[Python-bugs-list] [ python-Bugs-429357 ] non-greedy regexp duplicating match bug

noreply@sourceforge.net noreply@sourceforge.net
Tue, 26 Jun 2001 12:11:08 -0700


Bugs item #429357, was opened at 2001-06-01 09:29
You can respond by visiting: 
http://sourceforge.net/tracker/?func=detail&atid=105470&aid=429357&group_id=5470

Category: Regular Expressions
Group: None
Status: Open
Resolution: None
Priority: 5
Submitted By: Matthew Mueller (donut)
>Assigned to: Fredrik Lundh (effbot)
Summary: non-greedy regexp duplicating match bug

Initial Comment:
I found some weird bug, where when a non-greedy match doesn't match anything,
it will duplicate the rest of the string instead of being None. 

#pyrebug.py:
import re
urlrebug=re.compile("""
	(.*?)://			#scheme
	(
		(.*?)			#user
		(?:
			:(.*)		#pass
		)?
	@)?
	(.*?)				#addr
	(?::([0-9]+))?			#port
	(/.*)?$				#path
""", re.VERBOSE)

testbad='foo://bah:81/pth'

print urlrebug.match(testbad).groups()

Bug Output:
>python2.1 pyrebug.py       
('foo', None, 'bah:81/pth', None, 'bah', '81', '/pth')
>python-cvs pyrebug.py       
('foo', None, 'bah:81/pth', None, 'bah', '81', '/pth')

Good (expected) Output:
>python1.5 pyrebug.py       
('foo', None, None, None, 'bah', '81', '/pth')

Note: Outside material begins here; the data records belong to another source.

//! Helper functions for tree-sitter AST navigation and literal cleanup.

use tree_sitter::Node;

/// Get the text content of a node.
pub fn get_node_text<'a>(node: &Node, source: &'a str) -> &'a str {
    let start = node.start_byte();
    let end = node.end_byte();
    if start < source.len() && end <= source.len() && start < end {
        &source[start..end]
    } else {
        ""
    }
}

/// Find the first child of a specific type.
pub fn find_child_by_type<'a>(node: &Node<'a>, type_name: &str) -> Option<Node<'a>> {
    let mut cursor = node.walk();
    let found = node.children(&mut cursor).find(|c| c.kind() == type_name);
    found
}

/// Named children, skipping comments.
pub fn named_children<'a>(node: &Node<'a>) -> Vec<Node<'a>> {
    let mut cursor = node.walk();
    node.named_children(&mut cursor)
        .filter(|c| c.kind() != "comment")
        .collect()
}

/// Get line number (1-indexed) from a node.
pub fn get_start_line(node: &Node) -> u32 {
    node.start_position().row as u32 + 1
}

/// Line (1-indexed) of the first syntax error below `node`, if any.
pub fn first_error_line(node: &Node) -> Option<u32> {
    if !node.has_error() {
        return None;
    }
    if node.is_error() || node.is_missing() {
        return Some(get_start_line(node));
    }
    let mut cursor = node.walk();
    let children: Vec<_> = node.children(&mut cursor).collect();
    children
        .iter()
        .find_map(first_error_line)
        .or_else(|| Some(get_start_line(node)))
}

/// Collapse every whitespace run to a single space.
pub fn collapse_whitespace(text: &str) -> String {
    text.split_whitespace().collect::<Vec<_>>().join(" ")
}

/// Value of a Python string literal: prefix letters and quotes removed.
pub fn string_literal_value(text: &str) -> &str {
    let prefix_len = text
        .chars()
        .take_while(|c| matches!(c, 'r' | 'R' | 'u' | 'U' | 'b' | 'B' | 'f' | 'F'))
        .count()
        .min(2);
    let body = &text[prefix_len..];

    for quote in ["\"\"\"", "'''"] {
        if body.len() >= 6 && body.starts_with(quote) && body.ends_with(quote) {
            return &body[3..body.len() - 3];
        }
    }
    for quote in ["\"", "'"] {
        if body.len() >= 2 && body.starts_with(quote) && body.ends_with(quote) {
            return &body[1..body.len() - 1];
        }
    }
    body
}

/// Clean a docstring the way Python's `inspect.cleandoc` does.
///
/// The first line is stripped, the common indentation of the remaining lines
/// is removed and leading/trailing blank lines are dropped.
pub fn clean_docstring(raw: &str) -> Option<String> {
    let expanded = raw.replace('\t', "        ");
    let lines: Vec<&str> = expanded.lines().collect();
    if lines.is_empty() {
        return None;
    }

    let margin = lines
        .iter()
        .skip(1)
        .filter(|l| !l.trim().is_empty())
        .map(|l| l.chars().take_while(|c| c.is_whitespace()).count())
        .min()
        .unwrap_or(0);

    let mut cleaned: Vec<String> = Vec::with_capacity(lines.len());
    cleaned.push(lines[0].trim().to_string());
    for line in lines.iter().skip(1) {
        // Margin is counted in chars; blank lines may hold multi-byte spaces.
        let trimmed = match line.char_indices().nth(margin) {
            Some((idx, _)) => &line[idx..],
            None => "",
        };
        cleaned.push(trimmed.trim_end().to_string());
    }

    while cleaned.first().map_or(false, |l| l.is_empty()) {
        cleaned.remove(0);
    }
    while cleaned.last().map_or(false, |l| l.is_empty()) {
        cleaned.pop();
    }

    if cleaned.is_empty() {
        None
    } else {
        Some(cleaned.join("\n"))
    }
}

#[cfg(test)]
mod tests {
    use super::*;

    #[test]
    fn test_collapse_whitespace() {
        assert_eq!(collapse_whitespace("Dict[str,\n    int]"), "Dict[str, int]");
        assert_eq!(collapse_whitespace("  x  "), "x");
    }

    #[test]
    fn test_string_literal_value() {
        assert_eq!(string_literal_value("\"\"\"Hello world\"\"\""), "Hello world");
        assert_eq!(string_literal_value("'''Hello'''"), "Hello");
        assert_eq!(string_literal_value("\"test\""), "test");
        assert_eq!(string_literal_value("r'raw\\d'"), "raw\\d");
        assert_eq!(string_literal_value("rb\"bytes\""), "bytes");
        assert_eq!(string_literal_value("\"\""), "");
    }

    #[test]
    fn test_clean_docstring_single_line() {
        assert_eq!(
            clean_docstring("A simple function."),
            Some("A simple function.".to_string())
        );
        assert_eq!(clean_docstring("   "), None);
    }

    #[test]
    fn test_clean_docstring_dedents() {
        let raw = "\n    This is a new function.\n\n    .. deprecated:: 1.5\n        Use other instead.\n    ";
        assert_eq!(
            clean_docstring(raw),
            Some(
                "This is a new function.\n\n.. deprecated:: 1.5\n    Use other instead."
                    .to_string()
            )
        );
    }

    #[test]
    fn test_clean_docstring_unicode_blank_line() {
        let raw = "Doc.\n    x\n  \u{3000}\u{a0}\n    y\n    ";
        assert_eq!(clean_docstring(raw), Some("Doc.\nx\n\ny".to_string()));

        let raw = "Doc.\n  \u{3000}\n    x\n";
        assert_eq!(clean_docstring(raw), Some("Doc.\n\nx".to_string()));
    }
}
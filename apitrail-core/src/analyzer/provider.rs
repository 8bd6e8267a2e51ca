//! Where versions and their sources come from.

use std::collections::HashMap;
use std::sync::Arc;

use tracing::debug;

use crate::error::{EvolError, Result};
use crate::scanner::SourceTree;
use crate::types::VersionInfo;

/// Supplies the release list of a package and the source tree of each release.
///
/// Implementations must be safe to call from several worker threads at once.
pub trait VersionProvider: Send + Sync {
    /// Known releases in registry order. Yanked releases are left out unless
    /// `include_yanked` is set.
    fn versions(&self, package: &str, include_yanked: bool) -> Result<Vec<VersionInfo>>;

    /// The sources of one release.
    fn source_tree(&self, package: &str, version: &VersionInfo) -> Result<Box<dyn SourceTree>>;
}

enum Source {
    Tree(Arc<dyn SourceTree>),
    Unavailable(String),
}

struct Release {
    info: VersionInfo,
    source: Source,
}

/// A provider backed by trees registered up front.
#[derive(Default)]
pub struct StaticProvider {
    packages: HashMap<String, Vec<Release>>,
}

impl StaticProvider {
    pub fn new() -> Self {
        Self::default()
    }

    /// Register a release with its sources. Registration order is registry order.
    pub fn with_version(
        mut self,
        package: &str,
        info: VersionInfo,
        tree: impl SourceTree + 'static,
    ) -> Self {
        self.push(package, info, Source::Tree(Arc::new(tree)));
        self
    }

    /// Register a release whose sources cannot be fetched.
    pub fn with_unavailable(mut self, package: &str, info: VersionInfo, reason: &str) -> Self {
        self.push(package, info, Source::Unavailable(reason.to_string()));
        self
    }

    fn push(&mut self, package: &str, info: VersionInfo, source: Source) {
        self.packages
            .entry(package.to_string())
            .or_default()
            .push(Release { info, source });
    }
}

impl VersionProvider for StaticProvider {
    fn versions(&self, package: &str, include_yanked: bool) -> Result<Vec<VersionInfo>> {
        let Some(releases) = self.packages.get(package) else {
            debug!(package, "Unknown package, no versions");
            return Ok(Vec::new());
        };
        Ok(releases
            .iter()
            .filter(|r| include_yanked || !r.info.is_yanked())
            .map(|r| r.info.clone())
            .collect())
    }

    fn source_tree(&self, package: &str, version: &VersionInfo) -> Result<Box<dyn SourceTree>> {
        let release = self
            .packages
            .get(package)
            .and_then(|releases| releases.iter().find(|r| r.info.version() == version.version()))
            .ok_or_else(|| EvolError::VersionNotFound {
                package: package.to_string(),
                version: version.version().to_string(),
            })?;

        match &release.source {
            Source::Tree(tree) => Ok(Box::new(Arc::clone(tree))),
            Source::Unavailable(reason) => Err(EvolError::SourceUnavailable {
                version: version.version().to_string(),
                reason: reason.clone(),
            }),
        }
    }
}
//! Per-API history and corpus summary across an ordered version sequence.
//!
//! Both views are an explicit fold over the ordered `(version, collection)`
//! sequence and the adjacent-pair change list. Nothing shared is mutated.

use std::collections::{BTreeMap, HashSet};

use chrono::NaiveDateTime;
use indexmap::IndexMap;
use serde::{Deserialize, Serialize};

use crate::differ::changes::{ApiChange, ChangeType};
use crate::differ::identity::identity;
use crate::types::{ApiElement, ApiKind, VersionInfo};

/// One signature modification of an API.
#[derive(Clone, Debug, PartialEq, Eq, Serialize, Deserialize)]
pub struct Modification {
    pub version: String,
    pub old_signature: Option<String>,
    pub new_signature: Option<String>,
    pub description: Option<String>,
}

/// One change touching an API, in sequence order.
#[derive(Clone, Debug, PartialEq, Eq, Serialize, Deserialize)]
pub struct LifecycleEvent {
    pub version: String,
    pub change_type: ChangeType,
    pub description: Option<String>,
}

/// History of one API across the analyzed versions.
#[derive(Clone, Debug, Default, PartialEq, Eq, Serialize, Deserialize)]
pub struct ApiLifecycle {
    pub name: String,
    /// First version that added the API. Absent when it already exists in
    /// the first analyzed version.
    pub introduced_in: Option<String>,
    /// Version at which the latest removal takes effect.
    pub removed_in: Option<String>,
    pub deprecated_in: Option<String>,
    pub modifications: Vec<Modification>,
    pub versions_present: Vec<String>,
    pub events: Vec<LifecycleEvent>,
}

impl ApiLifecycle {
    fn new(name: impl Into<String>) -> Self {
        Self {
            name: name.into(),
            ..Self::default()
        }
    }

    /// Whether the API exists in the last analyzed version.
    pub fn is_present_at_end(&self, versions: &[VersionInfo]) -> bool {
        versions
            .last()
            .map_or(false, |v| self.versions_present.iter().any(|p| p == v.version()))
    }

    fn record(&mut self, change: &ApiChange, versions: &[VersionInfo]) {
        let version = effective_version(change, versions)
            .unwrap_or_default()
            .to_string();

        match change.change_type() {
            ChangeType::Added => {
                if self.introduced_in.is_none() {
                    self.introduced_in = Some(version.clone());
                }
            }
            ChangeType::Removed => self.removed_in = Some(version.clone()),
            ChangeType::Modified => self.modifications.push(Modification {
                version: version.clone(),
                old_signature: change.old_signature().map(str::to_string),
                new_signature: change.new_signature().map(str::to_string),
                description: change.description().map(str::to_string),
            }),
            ChangeType::Deprecated => {
                if self.deprecated_in.is_none() {
                    self.deprecated_in = Some(version.clone());
                }
            }
        }

        self.events.push(LifecycleEvent {
            version,
            change_type: change.change_type(),
            description: change.description().map(str::to_string),
        });
    }

    fn finish(mut self, present_in_first: bool) -> Self {
        if present_in_first {
            self.introduced_in = None;
        }
        self
    }
}

/// Version at which a change takes effect. A removal lands on the successor
/// of its `from_version`.
fn effective_version<'a>(change: &'a ApiChange, versions: &'a [VersionInfo]) -> Option<&'a str> {
    match change.change_type() {
        ChangeType::Removed => change
            .from_version()
            .and_then(|from| successor(versions, from))
            .or_else(|| change.version()),
        _ => change.version(),
    }
}

/// The version after `version` in sequence order.
fn successor<'a>(versions: &'a [VersionInfo], version: &str) -> Option<&'a str> {
    let pos = versions.iter().position(|v| v.version() == version)?;
    versions.get(pos + 1).map(|v| v.version())
}

/// Lifecycle of every API, keyed by full name.
pub fn build_lifecycles(
    versions: &[VersionInfo],
    collections: &IndexMap<String, Vec<ApiElement>>,
    changes: &[ApiChange],
) -> BTreeMap<String, ApiLifecycle> {
    let mut lifecycles: BTreeMap<String, ApiLifecycle> = BTreeMap::new();

    for version in versions {
        let Some(elements) = collections.get(version.version()) else {
            continue;
        };
        let mut seen = HashSet::new();
        for element in elements {
            let name = element.full_name();
            if seen.insert(name.clone()) {
                lifecycles
                    .entry(name.clone())
                    .or_insert_with(|| ApiLifecycle::new(name))
                    .versions_present
                    .push(version.version().to_string());
            }
        }
    }

    for change in changes {
        let name = change.api_name();
        lifecycles
            .entry(name.clone())
            .or_insert_with(|| ApiLifecycle::new(name))
            .record(change, versions);
    }

    let first = versions.first().map(|v| v.version().to_string());
    lifecycles
        .into_iter()
        .map(|(name, lifecycle)| {
            let present_in_first = first
                .as_deref()
                .map_or(false, |f| lifecycle.versions_present.first().map(String::as_str) == Some(f));
            (name, lifecycle.finish(present_in_first))
        })
        .collect()
}

/// Lifecycle of the API(s) named `api_name`, matched by full name or
/// simple name.
pub fn lifecycle_of(
    api_name: &str,
    versions: &[VersionInfo],
    collections: &IndexMap<String, Vec<ApiElement>>,
    changes: &[ApiChange],
) -> ApiLifecycle {
    let matches = |e: &ApiElement| e.name() == api_name || e.full_name() == api_name;

    let mut lifecycle = ApiLifecycle::new(api_name);
    for version in versions {
        let present = collections
            .get(version.version())
            .map_or(false, |elements| elements.iter().any(matches));
        if present {
            lifecycle
                .versions_present
                .push(version.version().to_string());
        }
    }
    for change in changes.iter().filter(|c| matches(c.element())) {
        lifecycle.record(change, versions);
    }

    let present_in_first = match (versions.first(), lifecycle.versions_present.first()) {
        (Some(first), Some(present)) => first.version() == present,
        _ => false,
    };
    lifecycle.finish(present_in_first)
}

/// First and last analyzed version, in the given order.
#[derive(Clone, Debug, PartialEq, Eq, Serialize, Deserialize)]
pub struct VersionRange {
    pub first: String,
    pub last: String,
}

/// Per-version row of the corpus summary.
#[derive(Clone, Debug, PartialEq, Eq, Serialize, Deserialize)]
pub struct VersionSummary {
    pub version: String,
    pub release_date: Option<NaiveDateTime>,
    pub api_count: usize,
    /// Changes taking effect at this version. Removals count at the successor
    /// of their `from_version`.
    pub changes_count: usize,
}

/// Counts over a whole analysis.
#[derive(Clone, Debug, PartialEq, Eq, Serialize, Deserialize)]
pub struct CorpusSummary {
    pub package_name: String,
    pub total_versions: usize,
    pub total_changes: usize,
    /// Every change type, zero included.
    pub change_types: IndexMap<ChangeType, usize>,
    /// Every kind, zero included, over the identity-deduplicated union of
    /// all collections.
    pub api_types: IndexMap<ApiKind, usize>,
    pub unique_apis: usize,
    pub version_range: Option<VersionRange>,
    pub versions: Vec<VersionSummary>,
}

/// Summarize an analysis.
pub fn summarize(
    package_name: &str,
    versions: &[VersionInfo],
    collections: &IndexMap<String, Vec<ApiElement>>,
    changes: &[ApiChange],
) -> CorpusSummary {
    let mut change_types: IndexMap<ChangeType, usize> =
        ChangeType::ALL.iter().map(|t| (*t, 0)).collect();
    for change in changes {
        *change_types.entry(change.change_type()).or_default() += 1;
    }

    let mut api_types: IndexMap<ApiKind, usize> = ApiKind::ALL.iter().map(|k| (*k, 0)).collect();
    let mut seen = HashSet::new();
    for element in collections.values().flatten() {
        if seen.insert(identity(element)) {
            *api_types.entry(element.kind()).or_default() += 1;
        }
    }

    let version_range = match (versions.first(), versions.last()) {
        (Some(first), Some(last)) => Some(VersionRange {
            first: first.version().to_string(),
            last: last.version().to_string(),
        }),
        _ => None,
    };

    let rows = versions
        .iter()
        .map(|v| VersionSummary {
            version: v.version().to_string(),
            release_date: v.release_date(),
            api_count: collections.get(v.version()).map_or(0, Vec::len),
            changes_count: changes
                .iter()
                .filter(|c| effective_version(c, versions) == Some(v.version()))
                .count(),
        })
        .collect();

    CorpusSummary {
        package_name: package_name.to_string(),
        total_versions: versions.len(),
        total_changes: changes.len(),
        change_types,
        api_types,
        unique_apis: seen.len(),
        version_range,
        versions: rows,
    }
}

----------------------------------------------------------------------

Comment By: Matthew Mueller (donut)
Date: 2001-06-14 00:59

Message:
Logged In: YES 
user_id=65253

I think I understand what you are saying, and in the context
of the test, it doesn't seem too bad.  BUT, my original code
(and what I'd like to have) did not have the surrounding group.

So I'd just get: ('foo', 'bah:81/pth', None, 'bah', '81',
'/pth') 

Knowing the general ease of messing up regexs when writing
them, I'm sure you can image the pain I went through  before
actually realizing it was a python bug :)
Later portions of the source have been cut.